Image credit: Evan Long
DragonLady
When I first quit drinking, I remember hearing people with more sobriety say “The worst day sober is better than the best day drunk.” It took me a few one day at a times to finally understand that. Life is hard. Some days seem so dark and devoid of any kind of higher power. AA claims the 12 Steps are the easier, softer way, but they don’t until you begging working them. I’ve found the same to be true for following Jesus though for a different reason. He’s already done the really hard work for me. Which doesn’t mean there is no effort on my part, but my motivation is (sometimes) different and the perfectionism (when my motives are about doing the next right thing out of live rather than performance) isn’t all consuming.
Heather Caliri
This really resonates with me. Reading LIT by Mary Karr and hearing her journey to sobriety I was really struck and impressed by the 12 steps and how well they echo the way of Christ. I think many people who deal with addictions are knitted into Jesus like crazy because of the surrender involved in facing such a huge problem. I’m so glad you found sobriety.
Nicole T. Walters
Heather, your series always makes me feel better – iike “wow, someone else gets it!” This from your newsletter…”The problem is that self-loathing is a kind of control. It gives us the sense that we can, eventually, demand the change in ourselves we’re desperate for. It’s hard to give up control. It’s hard to be stuck with just your plain old regular self and be kind to it. It is a kind of death. It’s worth it, though. Oh, dear Lord. It’s worth it.” Oh man, how I want to change myself. Thank you for being so to the point. I need someone to remind me to be kind to my regular self:)
Heather Caliri
Hey, thanks! Gosh when I wrote that, I didn’t even know I thought that, and then I realized what I was saying and I was like ooooohhhhh. The control is so insidious, and so hard to get rid of, because it masquerades as humility. I hope we BOTH can be kinder to ourselves.
JennaDeWitt
I’m a little afraid my Twitter followers are going to get sick of me saying “YAS THIS” every time you post. But that won’t stop me.

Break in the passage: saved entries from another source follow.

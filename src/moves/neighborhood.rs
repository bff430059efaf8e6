//! Closed set of neighborhoods behind one dispatching type.

use super::config::MoveConfig;
use super::shift_smart::{ShiftProposal, ShiftSmart};
use super::stats::MoveStats;
use super::swap_smart::{SwapProposal, SwapSmart};
use super::switch::{Switch, SwitchProposal};
use super::types::{Move, MoveProposal};
use crate::model::{Cost, Problem, Solution};
use rand::Rng;

/// Any neighborhood of this crate.
///
/// Drivers keep a `Vec<Neighborhood>`, pick one (typically weighted by
/// [`Move::priority`]) and run the protocol without knowing the variant.
#[derive(Debug, Clone)]
pub enum Neighborhood {
    SwapSmart(SwapSmart),
    ShiftSmart(ShiftSmart),
    Switch(Switch),
}

impl Neighborhood {
    pub fn swap_smart(config: MoveConfig) -> Self {
        Neighborhood::SwapSmart(SwapSmart::new(config))
    }

    pub fn shift_smart(config: MoveConfig) -> Self {
        Neighborhood::ShiftSmart(ShiftSmart::new(config))
    }

    pub fn switch(config: MoveConfig) -> Self {
        Neighborhood::Switch(Switch::new(config))
    }
}

impl From<SwapSmart> for Neighborhood {
    fn from(n: SwapSmart) -> Self {
        Neighborhood::SwapSmart(n)
    }
}

impl From<ShiftSmart> for Neighborhood {
    fn from(n: ShiftSmart) -> Self {
        Neighborhood::ShiftSmart(n)
    }
}

impl From<Switch> for Neighborhood {
    fn from(n: Switch) -> Self {
        Neighborhood::Switch(n)
    }
}

/// A pending change produced by a [`Neighborhood`].
#[must_use = "a proposal must be accepted or rejected"]
#[derive(Debug, Clone, PartialEq, Eq)]
pub enum Proposal {
    Swap(SwapProposal),
    Shift(ShiftProposal),
    Switch(SwitchProposal),
}

impl Proposal {
    fn kind(&self) -> &'static str {
        match self {
            Proposal::Swap(_) => "swap",
            Proposal::Shift(_) => "shift",
            Proposal::Switch(_) => "switch",
        }
    }
}

impl MoveProposal for Proposal {
    fn delta(&self) -> Cost {
        match self {
            Proposal::Swap(p) => p.delta(),
            Proposal::Shift(p) => p.delta(),
            Proposal::Switch(p) => p.delta(),
        }
    }
}

impl Move for Neighborhood {
    type Proposal = Proposal;

    fn name(&self) -> &str {
        match self {
            Neighborhood::SwapSmart(n) => n.name(),
            Neighborhood::ShiftSmart(n) => n.name(),
            Neighborhood::Switch(n) => n.name(),
        }
    }

    fn config(&self) -> &MoveConfig {
        match self {
            Neighborhood::SwapSmart(n) => n.config(),
            Neighborhood::ShiftSmart(n) => n.config(),
            Neighborhood::Switch(n) => n.config(),
        }
    }

    fn stats(&self) -> &MoveStats {
        match self {
            Neighborhood::SwapSmart(n) => n.stats(),
            Neighborhood::ShiftSmart(n) => n.stats(),
            Neighborhood::Switch(n) => n.stats(),
        }
    }

    fn has_move(&self, solution: &Solution) -> bool {
        match self {
            Neighborhood::SwapSmart(n) => n.has_move(solution),
            Neighborhood::ShiftSmart(n) => n.has_move(solution),
            Neighborhood::Switch(n) => n.has_move(solution),
        }
    }

    fn do_move<R: Rng>(
        &mut self,
        problem: &Problem,
        solution: &mut Solution,
        rng: &mut R,
    ) -> Proposal {
        match self {
            Neighborhood::SwapSmart(n) => Proposal::Swap(n.do_move(problem, solution, rng)),
            Neighborhood::ShiftSmart(n) => Proposal::Shift(n.do_move(problem, solution, rng)),
            Neighborhood::Switch(n) => Proposal::Switch(n.do_move(problem, solution, rng)),
        }
    }

    /// # Panics
    ///
    /// Panics if `proposal` was produced by a different variant.
    fn accept(&mut self, proposal: Proposal) {
        match (self, proposal) {
            (Neighborhood::SwapSmart(n), Proposal::Swap(p)) => n.accept(p),
            (Neighborhood::ShiftSmart(n), Proposal::Shift(p)) => n.accept(p),
            (Neighborhood::Switch(n), Proposal::Switch(p)) => n.accept(p),
            (n, p) => panic!(
                "called `Neighborhood::accept` on {} with a {} proposal",
                n.name(),
                p.kind()
            ),
        }
    }

    /// # Panics
    ///
    /// Panics if `proposal` was produced by a different variant. The
    /// solution is left untouched in that case.
    fn reject(&mut self, problem: &Problem, solution: &mut Solution, proposal: Proposal) {
        match (self, proposal) {
            (Neighborhood::SwapSmart(n), Proposal::Swap(p)) => n.reject(problem, solution, p),
            (Neighborhood::ShiftSmart(n), Proposal::Shift(p)) => n.reject(problem, solution, p),
            (Neighborhood::Switch(n), Proposal::Switch(p)) => n.reject(problem, solution, p),
            (n, p) => panic!(
                "called `Neighborhood::reject` on {} with a {} proposal",
                n.name(),
                p.kind()
            ),
        }
    }
}
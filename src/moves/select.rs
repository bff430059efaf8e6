//! Random machine selection shared by the neighborhoods.
//!
//! Selection is rejection sampling over machine ids: draws are repeated until
//! the predicate holds, which keeps the choice uniform among the admissible
//! machines. Callers guarantee, through `has_move`, that an admissible
//! machine exists.

use crate::model::Solution;
use rand::Rng;

/// A machine drawn uniformly among those satisfying `admissible`.
pub(crate) fn machine_where<R, F>(solution: &Solution, rng: &mut R, admissible: F) -> usize
where
    R: Rng,
    F: Fn(usize) -> bool,
{
    loop {
        let m = rng.random_range(0..solution.n_machines());
        if admissible(m) {
            return m;
        }
    }
}

/// Two distinct non-empty machines.
///
/// With `use_makespan_machine` and a non-empty makespan machine, the first
/// machine is the makespan machine and the second is drawn among the other
/// non-empty machines. Otherwise both are drawn together until they are
/// distinct and non-empty.
pub(crate) fn non_empty_pair<R: Rng>(
    solution: &Solution,
    use_makespan_machine: bool,
    rng: &mut R,
) -> (usize, usize) {
    let mk = solution.makespan_machine();
    if use_makespan_machine && !solution.machine(mk).is_empty() {
        let other = machine_where(solution, rng, |m| {
            m != mk && !solution.machine(m).is_empty()
        });
        return (mk, other);
    }

    loop {
        let m1 = rng.random_range(0..solution.n_machines());
        let m2 = rng.random_range(0..solution.n_machines());
        if m1 != m2 && !solution.machine(m1).is_empty() && !solution.machine(m2).is_empty() {
            return (m1, m2);
        }
    }
}

/// Two distinct positions in `0..len`, `len >= 2`.
pub(crate) fn distinct_positions<R: Rng>(len: usize, rng: &mut R) -> (usize, usize) {
    debug_assert!(len >= 2, "called `distinct_positions` with len {}", len);
    let a = rng.random_range(0..len);
    loop {
        let b = rng.random_range(0..len);
        if b != a {
            return (a, b);
        }
    }
}

#[cfg(test)]
mod tests {
    use super::*;
    use crate::model::testing::random_problem;
    use crate::model::{Objective, Problem};
    use crate::random::create_rng;

    fn four_machines() -> (Problem, Solution) {
        let mut rng = create_rng(1);
        let p = random_problem(6, 4, &mut rng);
        let s = Solution::from_assignment(
            &p,
            Objective::Makespan,
            vec![vec![0, 1, 2], vec![], vec![3, 4], vec![5]],
        )
        .unwrap();
        (p, s)
    }

    #[test]
    fn test_pair_is_distinct_and_non_empty() {
        let (_, s) = four_machines();
        let mut rng = create_rng(9);
        for _ in 0..200 {
            let (a, b) = non_empty_pair(&s, false, &mut rng);
            assert_ne!(a, b);
            assert!(!s.machine(a).is_empty());
            assert!(!s.machine(b).is_empty());
        }
    }

    #[test]
    fn test_pair_fixes_makespan_machine() {
        let (_, s) = four_machines();
        let mk = s.makespan_machine();
        let mut rng = create_rng(9);
        for _ in 0..200 {
            let (a, b) = non_empty_pair(&s, true, &mut rng);
            assert_eq!(a, mk);
            assert_ne!(b, mk);
            assert!(!s.machine(b).is_empty());
        }
    }

    #[test]
    fn test_pair_covers_every_admissible_machine() {
        let (_, s) = four_machines();
        let mut rng = create_rng(3);
        let mut hits = [0usize; 4];
        for _ in 0..600 {
            let (a, b) = non_empty_pair(&s, false, &mut rng);
            hits[a] += 1;
            hits[b] += 1;
        }
        assert_eq!(hits[1], 0);
        assert!(hits[0] > 0 && hits[2] > 0 && hits[3] > 0);
    }

    #[test]
    fn test_distinct_positions() {
        let mut rng = create_rng(5);
        for _ in 0..100 {
            let (a, b) = distinct_positions(2, &mut rng);
            assert_ne!(a, b);
            assert!(a < 2 && b < 2);
        }
    }
}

Because this series is an effective summary of everything I’ve been learning in this past season of my life. It’s like the capstone on a course that has included years of late night chats with friends, a little medicine, a bit of therapy, books and TED talks, sermons in a converted Alabama warehouse and blogs like this one that speak straight to my heart.
So thanks. Again.
Heather Caliri
Your tweets are my happy place 🙂 Sorry, followers!
Your mishmash of healing places sounds like mine–I’m so thankful to be able to access resources that are so freeing. Some are explicitly Christian, some not, but all are talking about gracegracegrace. thank you so much for this, Jenna.
Johanna
Thank you for writing the words that make enough space in my chest that I can breath. 🙂
Heather Caliri
Oh, man, Johanna. This is high praise. Thank you, m’dear for the encouragement. So glad it connected with you.